MIGRACIONES EN AMÉRICA LATINA - MÉXICO

—“Ya llegamos, todo aquí esta mal. Nada es cierto son puras mentiras. Ponte a trabajar para pagar lo que debemos, no puedo hablar más...” —le dijo.
 
Ana Isabel era la única de la familia que tenía teléfono. Así que luego recibió la llamada de su hermano René Sergio y después la de su primo Mauricio que también trabajaba en la isla: “Ya te contaron estos como está aquí, nos vemos y échale ganas a ver qué pasa”. Ella se imaginaba lo peor. Pero hizo caso a su esposo. Comenzó a planchar y lavar ajeno. Unas veces comía con su madre, otras con su suegra.

La siguiente llamada entró un sábado para confirmar que las cosas no estaban bien, que trabajaban de siete a siete, que no los dejaban salir del área dónde trabajaban. Que sólo comían arroz y frijoles y que máximo les iban a pagar 600 dólares a la quincena, pero aún no. Luego, el migrante pidió a su esposa que le pasara a Juan Manuel, el hijo de 12 años, para pedirle que se pusiera trabajar para ayudarle a su madre.

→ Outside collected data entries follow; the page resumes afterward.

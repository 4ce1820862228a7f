//! Emitter & voice manager: emitter lifecycle, the dual-pool budget
//! evaluation, and priority-driven promotion/demotion between virtual
//! tracking and physical voices (spec §4.F).

use std::sync::atomic::{AtomicU64, Ordering};
use std::sync::Arc;

use dynamis_core::{
    CoreError, CoreResult, EmitterImportance, EmitterState, DEMOTE_THRESHOLD,
    MAX_CRITICAL_RESERVE_FRACTION, PROMOTE_THRESHOLD,
};
use dynamis_dsp::{VoiceHandle, VoicePool};
use dynamis_world::WorldSnapshot;

use crate::emitter::Emitter;
use crate::listener::ListenerPose;
use crate::score::{compare_candidates, PriorityCandidate};

/// Opaque identifier handed back by [`EmitterVoiceManager::spawn_emitter`].
#[derive(Debug, Clone, Copy, PartialEq, Eq, Hash)]
pub struct EmitterId(u64);

impl EmitterId {
    pub fn raw(self) -> u64 {
        self.0
    }
}

/// Operator-facing saturation counters (spec §7: runtime saturation is
/// non-fatal, counted, and logged once per class).
#[derive(Default)]
struct ManagerCounters {
    promotions: AtomicU64,
    demotions: AtomicU64,
    pool_exhaustions: AtomicU64,
    trimmed_candidates: AtomicU64,
}

/// Point-in-time snapshot of [`ManagerCounters`] for a host to surface.
#[derive(Debug, Clone, Copy, Default, PartialEq, Eq)]
pub struct VoiceManagerStats {
    pub promotions: u64,
    pub demotions: u64,
    pub pool_exhaustions: u64,
    pub trimmed_candidates: u64,
}

/// Emitter lifecycle registry, priority scoring driver, and dual-pool
/// promotion/demotion budget evaluator. CRITICAL emitters compete only for
/// `critical_reserve` physical slots; every other importance competes for
/// the remaining `physical_budget - critical_reserve` (spec §4.F).
pub struct EmitterVoiceManager {
    emitters: Vec<Arc<Emitter>>,
    next_id: u64,
    pool: VoicePool,
    physical_budget: usize,
    critical_reserve: usize,
    listener: Arc<ListenerPose>,
    counters: ManagerCounters,
}

impl EmitterVoiceManager {
    /// Validates the dual-pool contract at construction (spec §7: contract
    /// violations are fatal at construction, never silently corrected).
    pub fn try_new(physical_budget: usize, critical_reserve: usize, max_frames: usize, channels: usize) -> CoreResult<Self> {
        if physical_budget == 0 {
            return Err(CoreError::ZeroPhysicalBudget(physical_budget));
        }
        let max_reserve = physical_budget as f64 * MAX_CRITICAL_RESERVE_FRACTION;
        if critical_reserve as f64 > max_reserve {
            return Err(CoreError::CriticalReserveTooLarge {
                reserve: critical_reserve,
                budget: physical_budget,
            });
        }
        Ok(Self {
            emitters: Vec::new(),
            next_id: 1,
            pool: VoicePool::new(physical_budget, max_frames, channels),
            physical_budget,
            critical_reserve,
            listener: Arc::new(ListenerPose::new()),
            counters: ManagerCounters::default(),
        })
    }

    pub fn listener(&self) -> &Arc<ListenerPose> {
        &self.listener
    }

    pub fn pool_mut(&mut self) -> &mut VoicePool {
        &mut self.pool
    }

    pub fn emitters(&self) -> &[Arc<Emitter>] {
        &self.emitters
    }

    pub fn emitter(&self, id: EmitterId) -> Option<&Arc<Emitter>> {
        self.emitters.iter().find(|e| e.id() == id.0)
    }

    /// Creates a new logical emitter, transitioning it `Spawning ->
    /// Virtual` immediately (spec §3: "SPAWNING -> VIRTUAL after
    /// initialization" — there is no further async init step in this
    /// engine).
    pub fn spawn_emitter(&mut self, importance: EmitterImportance) -> EmitterId {
        let id = self.next_id;
        self.next_id += 1;
        let emitter = Arc::new(Emitter::new(id, importance));
        emitter.set_state(EmitterState::Virtual);
        self.emitters.push(emitter);
        EmitterId(id)
    }

    /// Transitions an emitter to `Release`; its worker drains on its next
    /// park cycle (spec §5).
    pub fn destroy_emitter(&mut self, id: EmitterId) {
        if let Some(e) = self.emitter(id) {
            e.set_state(EmitterState::Release);
        }
    }

    /// Runs every active emitter's per-interval duties against the given
    /// snapshot. Exposed directly (in addition to [`crate::worker`]'s
    /// thread-based runner) so a host or test can drive updates
    /// deterministically on its own schedule.
    pub fn update_scores(&self, snapshot: &WorldSnapshot) {
        for e in &self.emitters {
            if e.state() != EmitterState::Inactive {
                e.run_score_update(snapshot, &self.listener);
            }
        }
    }

    /// Dual-pool budget evaluation (spec §4.F): demotes out-of-budget or
    /// sub-threshold physical emitters, then promotes the highest-scoring
    /// eligible virtual emitters up to capacity. `voice_pool_capacity_hint`
    /// may further trim promotions this cycle; trimmed candidates are
    /// counted and logged, not dropped as emitters.
    pub fn evaluate_budget(&mut self, voice_pool_capacity_hint: Option<usize>) {
        let critical_reserve = self.critical_reserve;
        let normal_budget = self.physical_budget - self.critical_reserve;
        self.evaluate_pool(
            |imp| imp == EmitterImportance::Critical,
            critical_reserve,
            voice_pool_capacity_hint,
        );
        self.evaluate_pool(
            |imp| imp != EmitterImportance::Critical,
            normal_budget,
            voice_pool_capacity_hint,
        );
    }

    fn evaluate_pool(
        &mut self,
        in_pool: impl Fn(EmitterImportance) -> bool,
        capacity: usize,
        hint: Option<usize>,
    ) {
        struct Entry {
            idx: usize,
            candidate: PriorityCandidate,
        }

        let mut entries: Vec<Entry> = self
            .emitters
            .iter()
            .enumerate()
            .filter(|(_, e)| {
                in_pool(e.importance())
                    && matches!(e.state(), EmitterState::Virtual | EmitterState::Physical)
            })
            .map(|(idx, e)| Entry {
                idx,
                candidate: PriorityCandidate {
                    emitter_id: e.id(),
                    importance: e.importance(),
                    score: e.score(),
                },
            })
            .collect();
        entries.sort_by(|a, b| compare_candidates(&a.candidate, &b.candidate));

        for (rank, entry) in entries.iter().enumerate() {
            let e = &self.emitters[entry.idx];
            if e.state() != EmitterState::Physical {
                continue;
            }
            let over_capacity = rank >= capacity;
            let below_threshold = e.score() < DEMOTE_THRESHOLD;
            if over_capacity || below_threshold {
                self.demote(entry.idx);
            }
        }

        let promote_limit = hint.unwrap_or(usize::MAX);
        let mut promoted_this_cycle = 0usize;
        for entry in &entries {
            if self.pool_physical_count(&in_pool) >= capacity {
                break;
            }
            let e = self.emitters[entry.idx].clone();
            if e.state() != EmitterState::Virtual || e.score() < PROMOTE_THRESHOLD {
                continue;
            }
            if promoted_this_cycle >= promote_limit {
                self.counters.trimmed_candidates.fetch_add(1, Ordering::Relaxed);
                log::warn!(
                    "voice-pool capacity hint deferred promotion of emitter {}",
                    e.id()
                );
                continue;
            }
            if self.promote(entry.idx) {
                promoted_this_cycle += 1;
            } else {
                self.counters.pool_exhaustions.fetch_add(1, Ordering::Relaxed);
                log::warn!("voice pool exhausted; candidate promotions deferred");
                break;
            }
        }
    }

    fn pool_physical_count(&self, in_pool: &impl Fn(EmitterImportance) -> bool) -> usize {
        self.emitters
            .iter()
            .filter(|e| in_pool(e.importance()) && e.state() == EmitterState::Physical)
            .count()
    }

    fn promote(&mut self, idx: usize) -> bool {
        let e = self.emitters[idx].clone();
        let Some((handle, voice)) = self.pool.acquire() else {
            return false;
        };
        voice.set_emitter(Some(e.params_handle()));
        if let Some(asset) = e.take_pending_asset() {
            voice.set_asset(Some(asset));
        }
        e.install_reflection_sink(Box::new(voice.early_reflections_mut().sink_handle()));
        e.set_voice_slot(Some(handle));
        e.set_state(EmitterState::Physical);
        self.counters.promotions.fetch_add(1, Ordering::Relaxed);
        true
    }

    fn demote(&mut self, idx: usize) {
        let e = self.emitters[idx].clone();
        if let Some(handle) = e.voice_slot() {
            self.pool.get_mut(handle).early_reflections_mut().clear_sink();
            self.pool.release(handle);
        }
        e.clear_reflection_sink();
        e.set_voice_slot(None);
        e.set_state(EmitterState::Virtual);
        self.counters.demotions.fetch_add(1, Ordering::Relaxed);
    }

    /// Called from the mixer's completion drain (spec §4.J step 6): looks
    /// up which emitter owns `handle` and demotes it.
    pub fn demote_by_voice_handle(&mut self, handle: VoiceHandle) {
        if let Some(idx) = self
            .emitters
            .iter()
            .position(|e| e.voice_slot() == Some(handle))
        {
            self.demote(idx);
        }
    }

    pub fn stats(&self) -> VoiceManagerStats {
        VoiceManagerStats {
            promotions: self.counters.promotions.load(Ordering::Relaxed),
            demotions: self.counters.demotions.load(Ordering::Relaxed),
            pool_exhaustions: self.counters.pool_exhaustions.load(Ordering::Relaxed),
            trimmed_candidates: self.counters.trimmed_candidates.load(Ordering::Relaxed),
        }
    }
}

El maltrato al migrante recaía con su familia. Los hijos y su madre lloraban cada mañana, cada noche en la que se ponían a rezar. “Le pedíamos Dios que le diera paciencia”, recuerda Ana Isabel, que en su desesperación volvió a tocar la puerta de la señora Leonarda, quien le dijo que si quería que su esposo regresara tendría que pagar entre 45 y 50 mil pesos.

No vislumbró otra salida más que ofrecer la casa en venta. Su suegra le decía que se esperara. Fue a la presidencia municipal de Pedro Escobedo —uno de los municipios en México que cuenta con una comisión de migrantes. Tres mil 600 vuelven cada año de Estados Unidos— para contarles todo, pero no le creyeron. Le dijeron que a lo mejor era nostalgia. Había pasado más de  un mes.

Ana Isabel ahora era la que lo llamaba, conseguía dinero para meter crédito a su celular hasta que alguien le dijo que era más barato en una caseta. Juan Gabriel le informó que se le había caído un tabique en el pie derecho. Lo traía enyesado.